• [Records provided]
++++++
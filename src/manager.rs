use std::cell::RefCell;
use std::rc::Rc;

use smithay::input::{Seat, SeatHandler};
use smithay::output::Output;
use smithay::reexports::calloop::LoopHandle;
use smithay::reexports::wayland_server::backend::{ClientId, GlobalId};
use smithay::reexports::wayland_server::protocol::wl_output::WlOutput;
use smithay::reexports::wayland_server::protocol::wl_surface::WlSurface;
use smithay::reexports::wayland_server::{
    Client, DataInit, Dispatch, DisplayHandle, GlobalDispatch, New, Resource,
};
use smithay::utils::{Logical, Rectangle};

use crate::ForeignToplevelHandle;
use crate::protocol::zwlr_foreign_toplevel_handle_v1::{self, ZwlrForeignToplevelHandleV1};
use crate::protocol::zwlr_foreign_toplevel_manager_v1::{self, ZwlrForeignToplevelManagerV1};

const VERSION: u32 = 4;

/// Registry of live toplevels and of the managers clients have bound.
///
/// Owned by the compositor state; created once at startup and torn down
/// with [`Self::destroy`] when the display shuts down.
pub struct ForeignToplevelManagerState<D> {
    display: DisplayHandle,
    loop_handle: LoopHandle<'static, D>,
    global: GlobalId,
    instances: Vec<ZwlrForeignToplevelManagerV1>,
    toplevels: Rc<RefCell<Vec<ForeignToplevelHandle<D>>>>,
}

pub struct ForeignToplevelGlobalData {
    filter: Box<dyn for<'c> Fn(&'c Client) -> bool + Send + Sync>,
}

/// Client requests relayed to the compositor.
///
/// Every method is an intent: the compositor decides whether to honor it
/// and, if so, reports the outcome back through the handle's setters.
pub trait ForeignToplevelHandler: SeatHandler + Sized {
    fn foreign_toplevel_manager_state(&mut self) -> &mut ForeignToplevelManagerState<Self>;

    fn activate(&mut self, toplevel: ForeignToplevelHandle<Self>, seat: Seat<Self>);
    fn close(&mut self, toplevel: ForeignToplevelHandle<Self>);
    fn set_maximized(&mut self, toplevel: ForeignToplevelHandle<Self>);
    fn unset_maximized(&mut self, toplevel: ForeignToplevelHandle<Self>);
    fn set_minimized(&mut self, toplevel: ForeignToplevelHandle<Self>);
    fn unset_minimized(&mut self, toplevel: ForeignToplevelHandle<Self>);
    fn set_fullscreen(&mut self, toplevel: ForeignToplevelHandle<Self>, output: Option<Output>);
    fn unset_fullscreen(&mut self, toplevel: ForeignToplevelHandle<Self>);
    fn set_rectangle(
        &mut self,
        toplevel: ForeignToplevelHandle<Self>,
        surface: WlSurface,
        rect: Rectangle<i32, Logical>,
    );
}

impl<D> ForeignToplevelManagerState<D> {
    pub fn new<F>(display: &DisplayHandle, loop_handle: LoopHandle<'static, D>, filter: F) -> Self
    where
        D: GlobalDispatch<ZwlrForeignToplevelManagerV1, ForeignToplevelGlobalData>,
        D: Dispatch<ZwlrForeignToplevelManagerV1, ()>,
        D: 'static,
        F: for<'c> Fn(&'c Client) -> bool + Send + Sync + 'static,
    {
        let global_data = ForeignToplevelGlobalData {
            filter: Box::new(filter),
        };
        let global =
            display.create_global::<D, ZwlrForeignToplevelManagerV1, _>(VERSION, global_data);

        Self {
            display: display.clone(),
            loop_handle,
            global,
            instances: Vec::new(),
            toplevels: Rc::new(RefCell::new(Vec::new())),
        }
    }

    /// Register a new toplevel and announce it to every bound manager.
    ///
    /// The handle carries no properties yet; the caller fills them in with
    /// the setters, and the batched done event follows once the event loop
    /// goes idle.
    pub fn create_toplevel(&mut self) -> ForeignToplevelHandle<D>
    where
        D: Dispatch<ZwlrForeignToplevelHandleV1, ()> + 'static,
    {
        let toplevel =
            ForeignToplevelHandle::new(self.loop_handle.clone(), Rc::downgrade(&self.toplevels));
        for manager in &self.instances {
            if let Some(client) = manager.client() {
                toplevel.add_instance(&self.display, &client, manager);
            }
        }
        self.toplevels.borrow_mut().push(toplevel.clone());
        toplevel
    }

    /// Remove the manager global so no further binds can happen.
    /// Already-bound clients keep their objects until they disconnect.
    pub fn destroy(&mut self)
    where
        D: 'static,
    {
        self.display.remove_global::<D>(self.global.clone());
    }

    pub fn toplevels(&self) -> Vec<ForeignToplevelHandle<D>> {
        self.toplevels.borrow().iter().cloned().collect()
    }
}

/// A client bound a wl_output after toplevels already entered that output;
/// re-announce those memberships to it. Wire this up from
/// `OutputHandler::output_bound`.
pub fn on_output_bound<D>(state: &mut D, output: &Output, wl_output: &WlOutput)
where
    D: ForeignToplevelHandler + 'static,
{
    let Some(client) = wl_output.client() else {
        return;
    };

    let toplevels = state.foreign_toplevel_manager_state().toplevels();
    for toplevel in toplevels {
        toplevel.output_bound(&client, output, wl_output);
    }
}

/// An output is going away; every toplevel still on it leaves it first so
/// no membership ever names a destroyed output.
pub fn on_output_destroyed<D>(state: &mut D, output: &Output)
where
    D: ForeignToplevelHandler + 'static,
{
    let toplevels = state.foreign_toplevel_manager_state().toplevels();
    for toplevel in toplevels {
        toplevel.output_destroyed(output);
    }
}

impl<D> GlobalDispatch<ZwlrForeignToplevelManagerV1, ForeignToplevelGlobalData, D>
    for ForeignToplevelManagerState<D>
where
    D: GlobalDispatch<ZwlrForeignToplevelManagerV1, ForeignToplevelGlobalData>,
    D: Dispatch<ZwlrForeignToplevelManagerV1, ()>,
    D: Dispatch<ZwlrForeignToplevelHandleV1, ()>,
    D: ForeignToplevelHandler,
    D: 'static,
{
    fn bind(
        state: &mut D,
        handle: &DisplayHandle,
        client: &Client,
        resource: New<ZwlrForeignToplevelManagerV1>,
        _global_data: &ForeignToplevelGlobalData,
        data_init: &mut DataInit<'_, D>,
    ) {
        let manager = data_init.init(resource, ());

        let protocol_state = state.foreign_toplevel_manager_state();
        let toplevels = protocol_state.toplevels();

        // Two passes: first give this client a handle for every toplevel,
        // then send the details. A toplevel's parent may sit later in the
        // registry than the toplevel itself, so a single interleaved pass
        // could resolve a parent before the client has a handle for it.
        let mut created = Vec::with_capacity(toplevels.len());
        for toplevel in &toplevels {
            created.push(toplevel.add_instance(handle, client, &manager));
        }
        for (toplevel, instance) in toplevels.iter().zip(created) {
            if let Some(instance) = instance {
                toplevel.send_details(&instance);
            }
        }

        protocol_state.instances.push(manager);
    }

    fn can_view(client: Client, global_data: &ForeignToplevelGlobalData) -> bool {
        (global_data.filter)(&client)
    }
}

impl<D> Dispatch<ZwlrForeignToplevelManagerV1, (), D> for ForeignToplevelManagerState<D>
where
    D: Dispatch<ZwlrForeignToplevelManagerV1, ()>,
    D: ForeignToplevelHandler,
    D: 'static,
{
    fn request(
        state: &mut D,
        _client: &Client,
        resource: &ZwlrForeignToplevelManagerV1,
        request: <ZwlrForeignToplevelManagerV1 as Resource>::Request,
        _data: &(),
        _dhandle: &DisplayHandle,
        _data_init: &mut DataInit<'_, D>,
    ) {
        if let zwlr_foreign_toplevel_manager_v1::Request::Stop = request {
            resource.finished();
            let protocol_state = state.foreign_toplevel_manager_state();
            protocol_state
                .instances
                .retain(|instance| instance != resource);
        }
    }

    fn destroyed(
        state: &mut D,
        _client: ClientId,
        resource: &ZwlrForeignToplevelManagerV1,
        _data: &(),
    ) {
        let protocol_state = state.foreign_toplevel_manager_state();
        protocol_state
            .instances
            .retain(|instance| instance != resource);
    }
}

impl<D> Dispatch<ZwlrForeignToplevelHandleV1, (), D> for ForeignToplevelManagerState<D>
where
    D: Dispatch<ZwlrForeignToplevelHandleV1, ()>,
    D: ForeignToplevelHandler,
    D: 'static,
{
    fn request(
        state: &mut D,
        _client: &Client,
        resource: &ZwlrForeignToplevelHandleV1,
        request: <ZwlrForeignToplevelHandleV1 as Resource>::Request,
        _data: &(),
        _dhandle: &DisplayHandle,
        _data_init: &mut DataInit<'_, D>,
    ) {
        let toplevel = {
            let protocol_state = state.foreign_toplevel_manager_state();
            let toplevels = protocol_state.toplevels.borrow();
            toplevels
                .iter()
                .find(|toplevel| toplevel.has_instance(resource))
                .cloned()
        };

        // The toplevel may be gone while the client still holds its handle;
        // such requests are inert.
        let Some(toplevel) = toplevel else {
            return;
        };

        match request {
            zwlr_foreign_toplevel_handle_v1::Request::SetMaximized => state.set_maximized(toplevel),
            zwlr_foreign_toplevel_handle_v1::Request::UnsetMaximized => {
                state.unset_maximized(toplevel)
            }
            zwlr_foreign_toplevel_handle_v1::Request::SetMinimized => state.set_minimized(toplevel),
            zwlr_foreign_toplevel_handle_v1::Request::UnsetMinimized => {
                state.unset_minimized(toplevel)
            }
            zwlr_foreign_toplevel_handle_v1::Request::Activate { seat } => {
                if let Some(seat) = Seat::from_resource(&seat) {
                    state.activate(toplevel, seat);
                }
            }
            zwlr_foreign_toplevel_handle_v1::Request::Close => state.close(toplevel),
            zwlr_foreign_toplevel_handle_v1::Request::SetRectangle {
                surface,
                x,
                y,
                width,
                height,
            } => {
                if width < 0 || height < 0 {
                    resource.post_error(
                        zwlr_foreign_toplevel_handle_v1::Error::InvalidRectangle,
                        "invalid rectangle passed to set_rectangle: width/height < 0",
                    );
                    return;
                }
                state.set_rectangle(
                    toplevel,
                    surface,
                    Rectangle::new((x, y).into(), (width, height).into()),
                );
            }
            zwlr_foreign_toplevel_handle_v1::Request::SetFullscreen { output } => {
                let output = output.as_ref().and_then(Output::from_resource);
                state.set_fullscreen(toplevel, output);
            }
            zwlr_foreign_toplevel_handle_v1::Request::UnsetFullscreen => {
                state.unset_fullscreen(toplevel)
            }
            zwlr_foreign_toplevel_handle_v1::Request::Destroy => {}
            _ => {}
        }
    }

    fn destroyed(
        state: &mut D,
        _client: ClientId,
        resource: &ZwlrForeignToplevelHandleV1,
        _data: &(),
    ) {
        let protocol_state = state.foreign_toplevel_manager_state();
        let toplevels = protocol_state.toplevels();
        for toplevel in toplevels {
            toplevel.remove_instance(resource);
        }
    }
}

#[macro_export]
macro_rules! delegate_foreign_toplevel {
    ($(@<$( $lt:tt $( : $clt:tt $(+ $dlt:tt )* )? ),+>)? $ty: ty) => {
        smithay::reexports::wayland_server::delegate_global_dispatch!($(@< $( $lt $( : $clt $(+ $dlt )* )? ),+ >)? $ty: [
            $crate::protocol::zwlr_foreign_toplevel_manager_v1::ZwlrForeignToplevelManagerV1: $crate::ForeignToplevelGlobalData
        ] => $crate::ForeignToplevelManagerState<$ty>);
        smithay::reexports::wayland_server::delegate_dispatch!($(@< $( $lt $( : $clt $(+ $dlt )* )? ),+ >)? $ty: [
            $crate::protocol::zwlr_foreign_toplevel_manager_v1::ZwlrForeignToplevelManagerV1: ()
        ] => $crate::ForeignToplevelManagerState<$ty>);
        smithay::reexports::wayland_server::delegate_dispatch!($(@< $( $lt $( : $clt $(+ $dlt )* )? ),+ >)? $ty: [
            $crate::protocol::zwlr_foreign_toplevel_handle_v1::ZwlrForeignToplevelHandleV1: ()
        ] => $crate::ForeignToplevelManagerState<$ty>);
    };
}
++++++
• [Your assignment]
Lines in the records above that carry the word "compositor" are to be located and copied.

• [Result]
/// Owned by the compositor state; created once at startup and torn down
/// Client requests relayed to the compositor.
/// Every method is an intent: the compositor decides whether to honor it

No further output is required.